The practice is meant as an exercise to help us access whatever trait we’ve misjudged ourselves as lacking in, and so for me, this meant the ability to feel at peace in my body.
The session officially started with me slowly lifting my right arm, while Cummins guided me. I soon closed my eyes, and was instructed to visualize myself locating my stress. Once I had located a core area stress in my body (whether through obvious physical pain or my imagination), I was then directed to imagine my breaths clearing that stress out and making space for what I need.
At first, Cummins was largely narrating and instructing the session. I would take a breath, visualize my stress and self-doubt as a solid object (for me it was a rock), then proceed to envision myself scooping it out of my body.
After the first 10 minutes, Cummins moved me to the bed where we moved on to the interactive portion of the session. This was where the collaboration with myself really began. Cummins prompted me to share traits I want to exhibit in the next few months, before visualizing scenes of my life months from now, with those qualities on lock.
She then asked me to name a time in my life where I needed support, and instructed me to visualize my future self visiting my past self to give her affirmation. Throughout this affirmation process she cued me to share words between my future evolved self and my past hurting self. My time-traveling selves were meant to name ways in which the other self was doing a good job. This process, Cummins said, is a form of integration between where I desire to be and where I have been.
The ongoing conversation and prompted visualizations of myself traveling through my emotions required more speaking and rapid thinking than I had anticipated, and in that sense, it felt far more like active therapy than a trance.
When we finished the session, I felt more aware of the way my body interacted with space physically. I believe this was partially because I’d been visualizing myself in the calmness I desired. I felt more aware of how my bangs fell, the ways I was fidgeting my legs, and how my skin felt, but not in a self-conscious way. This was more of a feeling of rediscovery, like when you leave a movie theater and adjust to how bright everything is outside. I liked it.
When I asked Cummins if people practice hypnosis by themselves, as many do with meditation, she said both yes and no.
It’s different from meditation, because hypnosis is an interactive process; it’s hard to lead yourself as deep as you can go with a hypnotherapist. However, Cummins does encourage clients to create a daily practice before bed to make their visualizations sink into their brain. For me, she recommended I take three states of mind I want to feel (for example: clear, present, free). Before bed, I’m supposed to write down the three states of mind to plant them in my subconscious. In the morning, I’m supposed to read and repeat those states in the mirror. And, at the end of the day I’m supposed to recognize and name three things I did for myself throughout the day.
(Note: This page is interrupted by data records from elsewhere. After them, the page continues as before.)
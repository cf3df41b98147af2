//! Propagation Engine
//!
//! Discrete-event fire spread over the grid point graph. Points move one way
//! from unreached to ignited, and a point is settled by the first predecessor
//! that reaches it: later discoveries never revise an ignition time, even a
//! shorter one. Events are processed in ascending ignition time.
//!
//! # Algorithm
//! 1. Settle the origin at t = 0 and queue it
//! 2. Pop the earliest settled point P; past the horizon it is not expanded
//! 3. For every unreached neighbor N of P:
//!    - no fuel at N: skip
//!    - gap wider than the firebreak distance without strong wind: skip
//!    - ROS = fuel × slope × moisture × wind, with slope and moisture
//!      square-rooted for spotting jumps across a firebreak
//!    - ROS below the minimum: skip
//!    - settle N at `P + d·3600/ROS` and queue it
//! 4. Stop when the queue is empty
//!
//! Each point is settled and queued at most once, so a run always terminates.

use crate::core_types::grid_point::GridPoint;
use crate::core_types::geodesy::initial_bearing;
use crate::core_types::units::{Kilometers, Seconds};
use crate::core_types::weather::WeatherSnapshot;
use crate::grid::PointSet;
use crate::physics::{burnout_duration, fuel_score, moisture_factor, slope_factor, wind_factor};
use crate::solver::config::SpreadConfig;
use crate::solver::event_queue::EventQueue;
use serde::Serialize;
use tracing::{debug, trace};

/// State of one grid point within one run
#[derive(Debug, Clone, Copy, Default, PartialEq, Serialize)]
#[serde(rename_all = "camelCase")]
pub struct SimPointState {
    ignition_time: Option<Seconds>,
    burnout_time: Option<Seconds>,
    #[serde(skip)]
    ignited_from: Option<usize>,
}

impl SimPointState {
    /// Seconds from ignition until this point catches fire
    pub fn ignition_time(&self) -> Option<Seconds> {
        self.ignition_time
    }

    /// Seconds from ignition until this point stops burning
    pub fn burnout_time(&self) -> Option<Seconds> {
        self.burnout_time
    }

    /// Index of the point that ignited this one (`None` for the origin)
    pub fn ignited_from(&self) -> Option<usize> {
        self.ignited_from
    }

    /// True once an ignition time has been assigned
    pub fn is_settled(&self) -> bool {
        self.ignition_time.is_some()
    }

    /// Assign ignition and burnout together, once
    ///
    /// Returns `false` and leaves the state untouched if the point is
    /// already settled.
    pub fn settle(&mut self, ignition: Seconds, burnout: Seconds, from: Option<usize>) -> bool {
        if self.is_settled() {
            return false;
        }
        self.ignition_time = Some(ignition);
        self.burnout_time = Some(burnout.max(ignition));
        self.ignited_from = from;
        true
    }
}

/// Counters describing one run
#[derive(Debug, Clone, Copy, Default, PartialEq, Eq, Serialize)]
#[serde(rename_all = "camelCase")]
pub struct PropagationStats {
    /// Points assigned an ignition time (origin included)
    pub settled: usize,
    /// Points whose neighbors were examined
    pub expanded: usize,
    /// Points not expanded because they ignite after the horizon
    pub beyond_horizon: usize,
    /// Neighbor visits to points that were already burning
    pub already_settled: usize,
    /// Neighbors skipped for lack of fuel
    pub no_fuel: usize,
    /// Neighbors behind a firebreak the wind could not cross
    pub firebreak: usize,
    /// Neighbors where the rate of spread was too weak
    pub weak_spread: usize,
    /// Ignitions by embers jumping a firebreak
    pub spotting_jumps: usize,
}

/// Outcome of a completed run
#[derive(Debug, Clone)]
pub struct Propagation {
    /// Index of the ignition point
    pub origin: usize,
    /// Final state of every point, in dataset order
    pub states: Vec<SimPointState>,
    /// Run counters
    pub stats: PropagationStats,
}

impl Propagation {
    /// Settled points as `(index, state)` in dataset order
    pub fn ignited(&self) -> impl Iterator<Item = (usize, &SimPointState)> + '_ {
        self.states
            .iter()
            .enumerate()
            .filter(|(_, state)| state.is_settled())
    }

    /// Latest ignition time of any settled point
    pub fn max_ignition_time(&self) -> Seconds {
        self.ignited()
            .filter_map(|(_, state)| state.ignition_time())
            .max()
            .unwrap_or(Seconds::ZERO)
    }
}

/// Result of trying to carry fire from one point to a neighbor
#[derive(Debug, Clone, Copy, PartialEq)]
enum SpreadAttempt {
    Ignites {
        travel_time: Seconds,
        fuel: f64,
        spotting: bool,
    },
    NoFuel,
    Firebreak,
    WeakSpread,
}

/// Fire spread simulator over a read-only point set
///
/// Neighbors of each expanded point are searched with
/// `config.neighbor_search`.
pub struct PropagationEngine<'a> {
    points: &'a PointSet,
    weather: &'a WeatherSnapshot,
    config: &'a SpreadConfig,
}

impl<'a> PropagationEngine<'a> {
    /// Create an engine for one weather snapshot
    pub fn new(points: &'a PointSet, weather: &'a WeatherSnapshot, config: &'a SpreadConfig) -> Self {
        Self {
            points,
            weather,
            config,
        }
    }

    /// Run to completion from the point at index `origin`
    pub fn run(&self, origin: usize) -> Propagation {
        let humidity = self.weather.humidity;
        let mut states = vec![SimPointState::default(); self.points.len()];
        let mut stats = PropagationStats::default();
        let mut queue = EventQueue::new();

        let origin_fuel = fuel_score(self.points.get(origin).fuel_class());
        let origin_burnout = burnout_duration(origin_fuel, humidity, Kilometers::new(0.0));
        states[origin].settle(Seconds::ZERO, origin_burnout, None);
        stats.settled += 1;
        queue.push(origin, Seconds::ZERO);

        while let Some(event) = queue.pop() {
            if event.time > self.config.horizon {
                trace!(point = self.points.get(event.index).id, time = *event.time, "beyond horizon");
                stats.beyond_horizon += 1;
                continue;
            }
            stats.expanded += 1;

            let source = self.points.get(event.index);
            for neighbor in self.points.neighbors(event.index, &self.config.neighbor_search) {
                if states[neighbor.index].is_settled() {
                    stats.already_settled += 1;
                    continue;
                }

                let target = self.points.get(neighbor.index);
                match self.attempt_spread(source, target, neighbor.distance) {
                    SpreadAttempt::Ignites {
                        travel_time,
                        fuel,
                        spotting,
                    } => {
                        let ignition = event.time + travel_time;
                        let burnout =
                            ignition + burnout_duration(fuel, humidity, neighbor.distance);
                        states[neighbor.index].settle(ignition, burnout, Some(event.index));
                        queue.push(neighbor.index, ignition);

                        stats.settled += 1;
                        if spotting {
                            stats.spotting_jumps += 1;
                        }
                        trace!(
                            from = source.id,
                            to = target.id,
                            ignition = *ignition,
                            spotting,
                            "ignited"
                        );
                    }
                    SpreadAttempt::NoFuel => stats.no_fuel += 1,
                    SpreadAttempt::Firebreak => {
                        trace!(from = source.id, to = target.id, distance = *neighbor.distance, "firebreak");
                        stats.firebreak += 1;
                    }
                    SpreadAttempt::WeakSpread => stats.weak_spread += 1,
                }
            }
        }

        debug!(?stats, "propagation finished");

        Propagation {
            origin,
            states,
            stats,
        }
    }

    /// Decide whether fire crosses from `source` to `target`, and how fast
    fn attempt_spread(&self, source: &GridPoint, target: &GridPoint, distance: Kilometers) -> SpreadAttempt {
        let fuel = fuel_score(target.fuel_class());
        if fuel == 0.0 {
            return SpreadAttempt::NoFuel;
        }

        let spotting = distance > self.config.firebreak_distance;
        if spotting && self.weather.wind_speed < self.config.strong_wind {
            return SpreadAttempt::Firebreak;
        }

        let bearing = initial_bearing(source.coordinates, target.coordinates);
        let mut slope = slope_factor(target.slope_code());
        let mut moisture = moisture_factor(target.soil_code(), self.weather.humidity);
        let wind = wind_factor(self.weather.wind_speed, self.weather.wind_direction, bearing);

        // Embers crossing open ground feel the terrain less
        if spotting {
            slope = slope.sqrt();
            moisture = moisture.sqrt();
        }

        let rate_of_spread = fuel * slope * moisture * wind;
        if rate_of_spread < self.config.min_rate_of_spread {
            return SpreadAttempt::WeakSpread;
        }

        SpreadAttempt::Ignites {
            travel_time: Seconds::new(*distance * 3600.0 / rate_of_spread),
            fuel,
            spotting,
        }
    }
}

#[cfg(test)]
mod tests {
    use super::*;
    use crate::core_types::geodesy::{haversine_distance, GeoCoord};
    use crate::solver::config::NeighborSearch;
    use approx::assert_relative_eq;

    fn line_of_points(spacing_deg: f64, fuel: &[Option<&str>]) -> PointSet {
        let points: Vec<GridPoint> = fuel
            .iter()
            .enumerate()
            .map(|(i, code)| {
                let p = GridPoint::new(i as u64, GeoCoord::new(127.0, 37.0 + i as f64 * spacing_deg));
                match code {
                    Some(c) => p.with_fuel_class(*c),
                    None => p,
                }
            })
            .collect();
        PointSet::new(points.into())
    }

    #[test]
    fn test_settle_only_once() {
        let mut state = SimPointState::default();
        assert!(state.settle(Seconds::new(10.0), Seconds::new(20.0), Some(3)));
        assert!(!state.settle(Seconds::new(5.0), Seconds::new(6.0), Some(4)));
        assert_eq!(state.ignition_time(), Some(Seconds::new(10.0)));
        assert_eq!(state.burnout_time(), Some(Seconds::new(20.0)));
        assert_eq!(state.ignited_from(), Some(3));
    }

    #[test]
    fn test_origin_settles_at_zero_even_without_neighbors() {
        let points = line_of_points(0.005, &[Some("1")]);
        let weather = WeatherSnapshot::calm();
        let config = SpreadConfig::default();
        let run = PropagationEngine::new(&points, &weather, &config).run(0);

        let origin = run.states[0];
        assert_eq!(origin.ignition_time(), Some(Seconds::ZERO));
        assert_eq!(origin.burnout_time(), Some(Seconds::new(6000.0)));
        assert_eq!(origin.ignited_from(), None);
        assert_eq!(run.stats.settled, 1);
        assert_eq!(run.max_ignition_time(), Seconds::ZERO);
    }

    #[test]
    fn test_travel_time_on_a_line() {
        // ~0.556 km apart due north, calm air, conifer fuel: ROS 5
        let points = line_of_points(0.005, &[Some("1"), Some("1")]);
        let weather = WeatherSnapshot::calm();
        let config = SpreadConfig::default();
        let run = PropagationEngine::new(&points, &weather, &config).run(0);

        let d = haversine_distance(points.get(0).coordinates, points.get(1).coordinates);
        let ignition = run.states[1].ignition_time().unwrap();
        assert_relative_eq!(*ignition, *d * 3600.0 / 5.0, max_relative = 1e-12);
        assert_relative_eq!(
            *run.states[1].burnout_time().unwrap(),
            *ignition + 6000.0,
            max_relative = 1e-12
        );
        assert_eq!(run.states[1].ignited_from(), Some(0));
    }

    #[test]
    fn test_weak_spread_dies_out() {
        // Bamboo (2) on flat ground (0.5) in wet air (0.4): ROS 0.4
        let points: Vec<GridPoint> = vec![
            GridPoint::new(0, GeoCoord::new(127.0, 37.0)).with_fuel_class("1"),
            GridPoint::new(1, GeoCoord::new(127.0, 37.005))
                .with_fuel_class("4")
                .with_slope_code("10"),
        ];
        let points = PointSet::new(points.into());
        let weather = WeatherSnapshot::new(90.0, 0.0, 180.0);
        let config = SpreadConfig::default();
        let run = PropagationEngine::new(&points, &weather, &config).run(0);

        assert!(!run.states[1].is_settled());
        assert_eq!(run.stats.weak_spread, 1);
    }

    #[test]
    fn test_non_combustible_soil_blocks_spread() {
        let points: Vec<GridPoint> = vec![
            GridPoint::new(0, GeoCoord::new(127.0, 37.0)).with_fuel_class("1"),
            GridPoint::new(1, GeoCoord::new(127.0, 37.005))
                .with_fuel_class("1")
                .with_soil_code("91"),
        ];
        let points = PointSet::new(points.into());
        let weather = WeatherSnapshot::calm();
        let config = SpreadConfig::default();
        let run = PropagationEngine::new(&points, &weather, &config).run(0);

        assert!(!run.states[1].is_settled());
        assert_eq!(run.stats.weak_spread, 1);
    }

    #[test]
    fn test_horizon_stops_expansion() {
        // Five points ~0.556 km apart with a tiny horizon: the origin
        // expands, its neighbor settles past the horizon and goes no further
        let points = line_of_points(0.005, &[Some("1"); 5]);
        let weather = WeatherSnapshot::calm();
        let config = SpreadConfig {
            horizon: Seconds::new(60.0),
            neighbor_search: NeighborSearch {
                max_distance: Kilometers::new(0.6),
                ..NeighborSearch::default()
            },
            ..SpreadConfig::default()
        };
        let run = PropagationEngine::new(&points, &weather, &config).run(0);

        assert!(run.states[1].is_settled());
        assert!(!run.states[2].is_settled());
        assert_eq!(run.stats.expanded, 1);
        assert_eq!(run.stats.beyond_horizon, 1);
    }

    #[test]
    fn test_first_settlement_wins_over_shorter_path() {
        // Origin 0 reaches 1 (near) and 2 (far, slow fuel) directly. The
        // path 0 -> 1 -> 2 would be quicker, but 2 was settled first.
        let points: Vec<GridPoint> = vec![
            GridPoint::new(0, GeoCoord::new(127.0, 37.0)).with_fuel_class("1"),
            GridPoint::new(1, GeoCoord::new(127.0, 37.004)).with_fuel_class("1"),
            GridPoint::new(2, GeoCoord::new(127.0, 37.008)).with_fuel_class("4"),
        ];
        let points = PointSet::new(points.into());
        let weather = WeatherSnapshot::calm();
        let config = SpreadConfig::default();
        let run = PropagationEngine::new(&points, &weather, &config).run(0);

        assert_eq!(run.states[2].ignited_from(), Some(0));
        assert!(run.states[1].ignition_time() < run.states[2].ignition_time());
        // Points 1 and 2 each find both other points already burning
        assert_eq!(run.stats.already_settled, 4);
    }
}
These practices, Cummins says, are meant to create habits of compassion toward myself which help make it easier for me to feel calm and comfortable in my body. Since I’ve only attended one session, it feels premature to stamp a definitive verdict on how hypnosis affected my comfort in my body. I will and can say, though, that the process was surprisingly relaxing. It was work that required vulnerability, and exploring my needs through my imagination forced me to sink into my own skin. I felt less jittery for days, and the at-home exercises have forced me to breathe deeper and slow myself down, which makes me feel much less like crawling out of my skin (both out of insecurity and anxiety).
This was the first time I tried hypnosis, but it won’t be the last. I look forward to exploring how these exercises can build increased comfort in my own skin, both on my own and with someone to guide me.